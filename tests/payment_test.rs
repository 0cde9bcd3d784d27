// ==========================================
// 支付集成测试
// ==========================================
// 测试范围:
// 1. 生产资料购买: 账户流向、购买记录、拒绝顺序
// 2. 消费品购买: 余额校验与配置放开
// 3. 合作价: 发出额按合作价，收到额按个体价
// ==========================================

mod helpers;

use rust_decimal::Decimal;
use uuid::Uuid;

use helpers::plan_builder::PlanBuilder;
use helpers::test_env::*;
use labour_ledger::config::config_keys;
use labour_ledger::domain::types::PurposeOfPurchase;
use labour_ledger::use_cases::{
    AcceptCooperation, CreateCooperation, PayConsumerProduct, PayMeansOfProduction, PaymentError,
    QueryPurchases, RequestCooperation,
};

fn pay_means(env: &TestEnv) -> PayMeansOfProduction {
    PayMeansOfProduction::new(env.repos(), env.datetime())
}

fn pay_consumer(env: &TestEnv) -> PayConsumerProduct {
    PayConsumerProduct::new(env.repos(), env.state.config.clone(), env.datetime())
}

// ==========================================
// 生产资料
// ==========================================

#[test]
fn test_购买固定生产资料() {
    let env = TestEnv::new();
    let seller = env.register_company("Werkzeugbau");
    let buyer = env.register_company("Bäckerei");
    // 个体价 = 10 / 10 = 1
    let plan = PlanBuilder::new(seller.id).costs(6, 3, 1).amount(10).build(&env);

    pay_means(&env)
        .execute(buyer.id, plan.id, 5, PurposeOfPurchase::MeansOfProduction)
        .unwrap();

    assert_eq!(env.balance(&buyer.means_account), Decimal::from(-5));
    assert_eq!(env.balance(&buyer.raw_material_account), Decimal::ZERO);
    // 预期销售 −10，收入 +5
    assert_eq!(env.balance(&seller.product_account), Decimal::from(-5));

    let purchases = QueryPurchases::new(env.repos()).execute(buyer.id).unwrap();
    assert_eq!(purchases.len(), 1);
    assert_eq!(purchases[0].plan_id, plan.id);
    assert_eq!(purchases[0].purpose, PurposeOfPurchase::MeansOfProduction);
    assert_eq!(purchases[0].price_per_unit, Decimal::ONE);
    assert_eq!(purchases[0].amount, 5);
    assert_eq!(purchases[0].price_total, Decimal::from(5));
}

#[test]
fn test_购买流动生产资料() {
    let env = TestEnv::new();
    let seller = env.register_company("Mühle");
    let buyer = env.register_company("Bäckerei");
    let plan = PlanBuilder::new(seller.id).costs(2, 2, 0).amount(2).build(&env);

    pay_means(&env)
        .execute(buyer.id, plan.id, 3, PurposeOfPurchase::RawMaterials)
        .unwrap();

    assert_eq!(env.balance(&buyer.raw_material_account), Decimal::from(-6));
    assert_eq!(env.balance(&buyer.means_account), Decimal::ZERO);
}

#[test]
fn test_生产资料购买拒绝原因() {
    let env = TestEnv::new();
    let seller = env.register_company("Werkzeugbau");
    let buyer = env.register_company("Bäckerei");
    let member = env.register_member("Mitglied");
    let plan = PlanBuilder::new(seller.id).build(&env);
    let public_plan = PlanBuilder::new(seller.id).public_service().build(&env);
    let uc = pay_means(&env);

    assert!(matches!(
        uc.execute(buyer.id, Uuid::new_v4(), 1, PurposeOfPurchase::MeansOfProduction),
        Err(PaymentError::PlanNotFound(_))
    ));
    assert!(matches!(
        uc.execute(buyer.id, public_plan.id, 1, PurposeOfPurchase::MeansOfProduction),
        Err(PaymentError::PlanIsPublicService)
    ));
    assert!(matches!(
        uc.execute(seller.id, plan.id, 1, PurposeOfPurchase::MeansOfProduction),
        Err(PaymentError::BuyerIsPlanner)
    ));
    assert!(matches!(
        uc.execute(buyer.id, plan.id, 1, PurposeOfPurchase::Consumption),
        Err(PaymentError::InvalidPurpose(PurposeOfPurchase::Consumption))
    ));
    assert!(matches!(
        uc.execute(member.id, plan.id, 1, PurposeOfPurchase::MeansOfProduction),
        Err(PaymentError::BuyerIsNotCompany(_))
    ));
    assert!(matches!(
        uc.execute(buyer.id, plan.id, 0, PurposeOfPurchase::MeansOfProduction),
        Err(PaymentError::NonPositiveAmount(0))
    ));

    // 被拒绝的支付不留痕迹
    assert!(QueryPurchases::new(env.repos()).execute(buyer.id).unwrap().is_empty());
    assert_eq!(env.balance(&buyer.means_account), Decimal::ZERO);
}

#[test]
fn test_未激活计划不能购买() {
    let env = TestEnv::new();
    env.set_config(config_keys::ACTIVATE_ON_APPROVAL, "false");
    let seller = env.register_company("Werkzeugbau");
    let buyer = env.register_company("Bäckerei");
    let plan = PlanBuilder::new(seller.id).build(&env);

    assert!(matches!(
        pay_means(&env).execute(buyer.id, plan.id, 1, PurposeOfPurchase::RawMaterials),
        Err(PaymentError::PlanInactive(id)) if id == plan.id
    ));
}

// ==========================================
// 消费品
// ==========================================

#[test]
fn test_购买消费品() {
    let env = TestEnv::new();
    let seller = env.register_company("Bäckerei");
    let plan = PlanBuilder::new(seller.id).costs(5, 3, 2).amount(10).build(&env);
    let member = env.member_with_balance(&seller, Decimal::from(10));

    pay_consumer(&env).execute(member.id, plan.id, 3).unwrap();

    assert_eq!(env.balance(&member.account), Decimal::from(7));
    assert_eq!(env.balance(&seller.product_account), Decimal::from(-7));

    let purchases = QueryPurchases::new(env.repos()).execute(member.id).unwrap();
    assert_eq!(purchases.len(), 1);
    assert_eq!(purchases[0].purpose, PurposeOfPurchase::Consumption);
    assert_eq!(purchases[0].price_total, Decimal::from(3));
}

#[test]
fn test_记账失败时不留下购买记录() {
    let env = TestEnv::new();
    let seller = env.register_company("Werkzeugbau");
    let buyer = env.register_company("Bäckerei");
    let plan = PlanBuilder::new(seller.id).costs(5, 3, 2).amount(10).build(&env);
    let member = env.member_with_balance(&seller, Decimal::from(10));
    env.execute_sql(
        "CREATE TRIGGER reject_transaction BEFORE INSERT ON ledger_transaction \
         BEGIN SELECT RAISE(ABORT, 'rejected'); END;",
    );

    assert!(pay_means(&env)
        .execute(buyer.id, plan.id, 2, PurposeOfPurchase::MeansOfProduction)
        .is_err());
    assert!(pay_consumer(&env).execute(member.id, plan.id, 2).is_err());

    assert_eq!(env.count("SELECT COUNT(*) FROM purchase"), 0);
    assert_eq!(env.balance(&member.account), Decimal::from(10));
    assert_eq!(env.balance(&buyer.means_account), Decimal::ZERO);
}

#[test]
fn test_购买记录含多个计划() {
    let env = TestEnv::new();
    let seller = env.register_company("Bäckerei");
    let bread = PlanBuilder::new(seller.id)
        .product_name("Brot")
        .costs(5, 3, 2)
        .amount(10)
        .build(&env);
    let cake = PlanBuilder::new(seller.id)
        .product_name("Kuchen")
        .costs(5, 3, 2)
        .amount(10)
        .build(&env);
    let member = env.member_with_balance(&seller, Decimal::from(10));

    let uc = pay_consumer(&env);
    uc.execute(member.id, bread.id, 1).unwrap();
    uc.execute(member.id, cake.id, 2).unwrap();
    uc.execute(member.id, bread.id, 1).unwrap();

    let purchases = QueryPurchases::new(env.repos()).execute(member.id).unwrap();
    assert_eq!(purchases.len(), 3);
    let names: Vec<&str> = purchases.iter().map(|p| p.product_name.as_str()).collect();
    assert_eq!(names.iter().filter(|n| **n == "Brot").count(), 2);
    assert_eq!(names.iter().filter(|n| **n == "Kuchen").count(), 1);
    for purchase in &purchases {
        let expected = if purchase.plan_id == bread.id { "Brot" } else { "Kuchen" };
        assert_eq!(purchase.product_name, expected);
    }
}

#[test]
fn test_余额不足被拒绝() {
    let env = TestEnv::new();
    let seller = env.register_company("Bäckerei");
    let plan = PlanBuilder::new(seller.id).costs(5, 3, 2).amount(10).build(&env);
    let member = env.member_with_balance(&seller, Decimal::from(2));

    let result = pay_consumer(&env).execute(member.id, plan.id, 3);
    match result {
        Err(PaymentError::InsufficientBalance { balance, required }) => {
            assert_eq!(balance, Decimal::from(2));
            assert_eq!(required, Decimal::from(3));
        }
        other => panic!("应拒绝余额不足的支付: {:?}", other),
    }
    assert_eq!(env.balance(&member.account), Decimal::from(2));
}

#[test]
fn test_配置允许透支() {
    let env = TestEnv::new();
    env.set_config(config_keys::ALLOW_NEGATIVE_MEMBER_BALANCE, "true");
    let seller = env.register_company("Bäckerei");
    let plan = PlanBuilder::new(seller.id).costs(5, 3, 2).amount(10).build(&env);
    let member = env.register_member("Mitglied");

    pay_consumer(&env).execute(member.id, plan.id, 4).unwrap();
    assert_eq!(env.balance(&member.account), Decimal::from(-4));
}

#[test]
fn test_消费品购买拒绝原因() {
    let env = TestEnv::new();
    let seller = env.register_company("Bäckerei");
    let buyer_company = env.register_company("Kantine");
    let plan = PlanBuilder::new(seller.id).build(&env);
    let member = env.member_with_balance(&seller, Decimal::from(10));
    let uc = pay_consumer(&env);

    assert!(matches!(
        uc.execute(member.id, Uuid::new_v4(), 1),
        Err(PaymentError::PlanNotFound(_))
    ));
    assert!(matches!(
        uc.execute(buyer_company.id, plan.id, 1),
        Err(PaymentError::BuyerIsNotMember(_))
    ));
    assert!(matches!(
        uc.execute(member.id, plan.id, -1),
        Err(PaymentError::NonPositiveAmount(-1))
    ));
}

// ==========================================
// 合作价
// ==========================================

#[test]
fn test_合作计划按合作价发出按个体价收到() {
    let env = TestEnv::new();
    let coordinator = env.register_company("Koordination");
    let cheap = env.register_company("Bäckerei A");
    let expensive = env.register_company("Bäckerei B");
    // 个体价 1 与 3，合作价 2
    let cheap_plan = PlanBuilder::new(cheap.id).costs(1, 0, 0).amount(1).build(&env);
    let expensive_plan = PlanBuilder::new(expensive.id).costs(3, 0, 0).amount(1).build(&env);

    let coop = CreateCooperation::new(env.repos(), env.datetime())
        .execute(coordinator.id, "Brot", "Brot")
        .unwrap();
    for (planner, plan) in [(cheap.id, cheap_plan.id), (expensive.id, expensive_plan.id)] {
        RequestCooperation::new(env.repos()).execute(planner, plan, coop).unwrap();
        AcceptCooperation::new(env.repos())
            .execute(coordinator.id, plan, coop)
            .unwrap();
    }

    let member = env.member_with_balance(&coordinator, Decimal::from(10));
    let product_before = env.balance(&cheap.product_account);
    pay_consumer(&env).execute(member.id, cheap_plan.id, 1).unwrap();

    assert_eq!(env.balance(&member.account), Decimal::from(8));
    assert_eq!(env.balance(&cheap.product_account) - product_before, Decimal::ONE);

    let purchases = QueryPurchases::new(env.repos()).execute(member.id).unwrap();
    assert_eq!(purchases[0].price_per_unit, Decimal::from(2));
}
□ □ □ □
* The task *
Only the lines from the start of the data to the line holding "use labour_ledger::domain::types::PurposeOfPurchase;" are wanted; return them exactly, both ends included.

* Completed task *
filename tests/payment_test.rs
repository 0cde9bcd3d784d27
// ==========================================
// 支付集成测试
// ==========================================
// 测试范围:
// 1. 生产资料购买: 账户流向、购买记录、拒绝顺序
// 2. 消费品购买: 余额校验与配置放开
// 3. 合作价: 发出额按合作价，收到额按个体价
// ==========================================

mod helpers;

use rust_decimal::Decimal;
use uuid::Uuid;

use helpers::plan_builder::PlanBuilder;
use helpers::test_env::*;
use labour_ledger::config::config_keys;
use labour_ledger::domain::types::PurposeOfPurchase;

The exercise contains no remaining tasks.